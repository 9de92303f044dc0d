//! Product route handlers.

use askama::Template;
use askama_web::WebTemplate;
use axum::{
    Form,
    extract::{Path, Query, State},
    http::StatusCode,
    response::{AppendHeaders, IntoResponse, Response},
};
use glemora_core::{Category, CurrencyCode, Price, Product, ProductId, Quantity};
use serde::Deserialize;
use tower_sessions::Session;
use tracing::instrument;

use crate::cart::{CartAggregator, SessionCartStore};
use crate::catalog::{CatalogFilter, ProductCatalog, SortKey};
use crate::error::add_breadcrumb;
use crate::filters;
use crate::middleware::CurrentShopper;
use crate::routes::NoticeTemplate;
use crate::services::quick_add::FAILED_MESSAGE;
use crate::services::{Notice, NoticeKind, quick_add};
use crate::state::AppState;

/// Message shown when the catalog cannot be loaded.
pub const LOAD_FAILED_MESSAGE: &str = "Failed to load products. Please try again later.";

/// Product card data for templates.
#[derive(Clone)]
pub struct ProductCardView {
    pub id: ProductId,
    pub name: String,
    /// What the shopper pays now.
    pub price: String,
    /// Regular price, shown struck through while on sale.
    pub regular_price: Option<String>,
    pub image: Option<String>,
    pub in_stock: bool,
}

impl ProductCardView {
    fn new(product: &Product, currency: CurrencyCode) -> Self {
        let unit_price = product.unit_price();
        Self {
            id: product.id,
            name: product.name.clone(),
            price: Price::new(unit_price, currency).to_string(),
            regular_price: (unit_price != product.price)
                .then(|| Price::new(product.price, currency).to_string()),
            image: product.image.clone(),
            in_stock: product.stock_quantity > 0,
        }
    }

    #[must_use]
    pub const fn on_sale(&self) -> bool {
        self.regular_price.is_some()
    }
}

/// Category checkbox data for templates.
#[derive(Clone)]
pub struct CategoryOptionView {
    pub id: String,
    pub name: String,
    pub selected: bool,
}

/// Sort menu entry for templates.
#[derive(Clone)]
pub struct SortOptionView {
    pub value: &'static str,
    pub label: &'static str,
    pub selected: bool,
}

/// Product listing page template.
#[derive(Template, WebTemplate)]
#[template(path = "products/index.html")]
pub struct ProductsIndexTemplate {
    pub products: Vec<ProductCardView>,
    pub categories: Vec<CategoryOptionView>,
    pub sort_options: Vec<SortOptionView>,
    pub search: String,
    pub min_price: String,
    pub max_price: String,
    pub error: Option<String>,
}

impl ProductsIndexTemplate {
    fn new(catalog: &ProductCatalog, filter: &CatalogFilter, currency: CurrencyCode) -> Self {
        Self {
            products: catalog
                .view(filter)
                .iter()
                .map(|p| ProductCardView::new(p, currency))
                .collect(),
            categories: category_options(catalog.categories(), filter),
            error: None,
            ..Self::form_only(filter)
        }
    }

    fn failed(filter: &CatalogFilter) -> Self {
        Self {
            error: Some(LOAD_FAILED_MESSAGE.to_string()),
            ..Self::form_only(filter)
        }
    }

    fn form_only(filter: &CatalogFilter) -> Self {
        Self {
            products: Vec::new(),
            categories: Vec::new(),
            sort_options: SortKey::ALL
                .into_iter()
                .map(|key| SortOptionView {
                    value: key.as_str(),
                    label: key.label(),
                    selected: key == filter.sort,
                })
                .collect(),
            search: filter.search.clone(),
            min_price: filter.price_range.min.normalize().to_string(),
            max_price: filter.price_range.max.normalize().to_string(),
            error: None,
        }
    }
}

fn category_options(categories: &[Category], filter: &CatalogFilter) -> Vec<CategoryOptionView> {
    categories
        .iter()
        .map(|c| CategoryOptionView {
            id: c.id.to_string(),
            name: c.name.clone(),
            selected: filter.is_selected(c.id),
        })
        .collect()
}

/// Display product listing page.
///
/// Query parameters: `q`, `category` (repeatable), `min`, `max`, `sort`.
#[instrument(skip(state, pairs))]
pub async fn index(
    State(state): State<AppState>,
    Query(pairs): Query<Vec<(String, String)>>,
) -> Response {
    let filter = CatalogFilter::from_query_pairs(pairs);

    match ProductCatalog::load(state.api()).await {
        Ok(catalog) => {
            ProductsIndexTemplate::new(&catalog, &filter, state.config().currency).into_response()
        }
        Err(e) => {
            tracing::error!(error = %e, "Error fetching catalog");
            (StatusCode::BAD_GATEWAY, ProductsIndexTemplate::failed(&filter)).into_response()
        }
    }
}

/// Quick-add form data.
#[derive(Debug, Deserialize)]
pub struct QuickAddForm {
    pub size: Option<String>,
    pub quantity: Option<i64>,
}

/// Shown when the posted product id no longer exists.
const UNKNOWN_PRODUCT_MESSAGE: &str = "This product is no longer available.";

/// Add a product to the shopper's cart from the product grid (HTMX).
///
/// Every outcome is a notice fragment answered with `200 OK`, since htmx
/// only swaps successful responses into `#notices`. Success also triggers
/// `cart-updated`.
#[instrument(skip(state, session, shopper))]
pub async fn quick_add_to_cart(
    State(state): State<AppState>,
    session: Session,
    CurrentShopper(shopper): CurrentShopper,
    Path(id): Path<ProductId>,
    Form(form): Form<QuickAddForm>,
) -> Response {
    let quantity = match Quantity::new(form.quantity.unwrap_or(1)) {
        Ok(quantity) => quantity,
        Err(e) => return notice(NoticeKind::Warning, e.to_string()),
    };
    let size = form
        .size
        .unwrap_or_else(|| state.config().quick_add_size.clone());

    let product = match state.api().find_product(id).await {
        Ok(Some(product)) => product,
        Ok(None) => return notice(NoticeKind::Warning, UNKNOWN_PRODUCT_MESSAGE),
        Err(e) => {
            tracing::error!(error = %e, "Error fetching product for quick-add");
            return notice(NoticeKind::Error, FAILED_MESSAGE);
        }
    };

    let product_id = id.to_string();
    add_breadcrumb(
        "cart",
        "Quick-add",
        Some(&[("product_id", product_id.as_str()), ("size", size.as_str())]),
    );

    // Serialize read-modify-write of this session's cart
    let _guard = match session.id() {
        Some(session_id) if !shopper.is_authenticated() => {
            Some(state.cart_locks().acquire(&session_id.to_string()).await)
        }
        _ => None,
    };

    let local = CartAggregator::new(SessionCartStore::new(session));
    match quick_add(state.api(), &local, &shopper, &product, &size, quantity).await {
        Ok(outcome) => (
            AppendHeaders([("HX-Trigger", "cart-updated")]),
            NoticeTemplate::from(outcome.notice()),
        )
            .into_response(),
        Err(err) => NoticeTemplate::from(err.notice()).into_response(),
    }
}

fn notice(kind: NoticeKind, message: impl Into<String>) -> Response {
    NoticeTemplate::from(Notice::new(kind, message)).into_response()
}

#[cfg(test)]
mod tests {
    use glemora_core::CategoryId;
    use rust_decimal::Decimal;

    use super::*;

    fn catalog() -> ProductCatalog {
        ProductCatalog::new(
            vec![
                Product {
                    id: ProductId::new(1),
                    name: "Red Dress".to_string(),
                    description: None,
                    price: Decimal::new(1000, 0),
                    sale_price: Some(Decimal::new(800, 0)),
                    sale: true,
                    image: Some("https://cdn.glemora.lk/red.jpg".to_string()),
                    category: Some(Category {
                        id: CategoryId::new(2),
                        name: "Dresses".to_string(),
                    }),
                    stock_quantity: 0,
                },
                Product {
                    id: ProductId::new(2),
                    name: "Linen Shirt".to_string(),
                    description: None,
                    price: Decimal::new(2500, 0),
                    sale_price: None,
                    sale: false,
                    image: None,
                    category: None,
                    stock_quantity: 3,
                },
            ],
            vec![Category {
                id: CategoryId::new(2),
                name: "Dresses".to_string(),
            }],
        )
    }

    #[test]
    fn test_product_card_shows_sale_price() {
        let card = ProductCardView::new(&catalog().products()[0], CurrencyCode::LKR);

        assert_eq!(card.price, "LKR 800.00");
        assert_eq!(card.regular_price.as_deref(), Some("LKR 1000.00"));
        assert!(card.on_sale());
        assert!(!card.in_stock);
    }

    #[test]
    fn test_index_template_renders_filtered_grid() {
        let filter = CatalogFilter::from_query_pairs([("q", "dress"), ("category", "2")]);
        let html = ProductsIndexTemplate::new(&catalog(), &filter, CurrencyCode::LKR)
            .render()
            .unwrap_or_default();

        assert!(html.contains("Red Dress"));
        assert!(!html.contains("Linen Shirt"));
        assert!(html.contains("/products/1/quick-add"));
        assert!(html.contains("SALE"));
    }

    #[test]
    fn test_index_template_renders_empty_state() {
        let filter = CatalogFilter::from_query_pairs([("q", "tuxedo")]);
        let html = ProductsIndexTemplate::new(&catalog(), &filter, CurrencyCode::LKR)
            .render()
            .unwrap_or_default();

        assert!(html.contains("No products found matching your criteria."));
    }

    #[test]
    fn test_failed_template_shows_only_error() {
        let html = ProductsIndexTemplate::failed(&CatalogFilter::default())
            .render()
            .unwrap_or_default();

        assert!(html.contains(LOAD_FAILED_MESSAGE));
        assert!(!html.contains("quick-add"));
    }
}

- [WHAT THIS TASK INVOLVES]:
Give back the lines of the listing from the one with "assert!(card.on_sale());" through the end, both included, exactly as written and with nothing added.

- [EXERCISE RESULT]:
        assert!(card.on_sale());
        assert!(!card.in_stock);
    }

    #[test]
    fn test_index_template_renders_filtered_grid() {
        let filter = CatalogFilter::from_query_pairs([("q", "dress"), ("category", "2")]);
        let html = ProductsIndexTemplate::new(&catalog(), &filter, CurrencyCode::LKR)
            .render()
            .unwrap_or_default();

        assert!(html.contains("Red Dress"));
        assert!(!html.contains("Linen Shirt"));
        assert!(html.contains("/products/1/quick-add"));
        assert!(html.contains("SALE"));
    }

    #[test]
    fn test_index_template_renders_empty_state() {
        let filter = CatalogFilter::from_query_pairs([("q", "tuxedo")]);
        let html = ProductsIndexTemplate::new(&catalog(), &filter, CurrencyCode::LKR)
            .render()
            .unwrap_or_default();

        assert!(html.contains("No products found matching your criteria."));
    }

    #[test]
    fn test_failed_template_shows_only_error() {
        let html = ProductsIndexTemplate::failed(&CatalogFilter::default())
            .render()
            .unwrap_or_default();

        assert!(html.contains(LOAD_FAILED_MESSAGE));
        assert!(!html.contains("quick-add"));
    }
}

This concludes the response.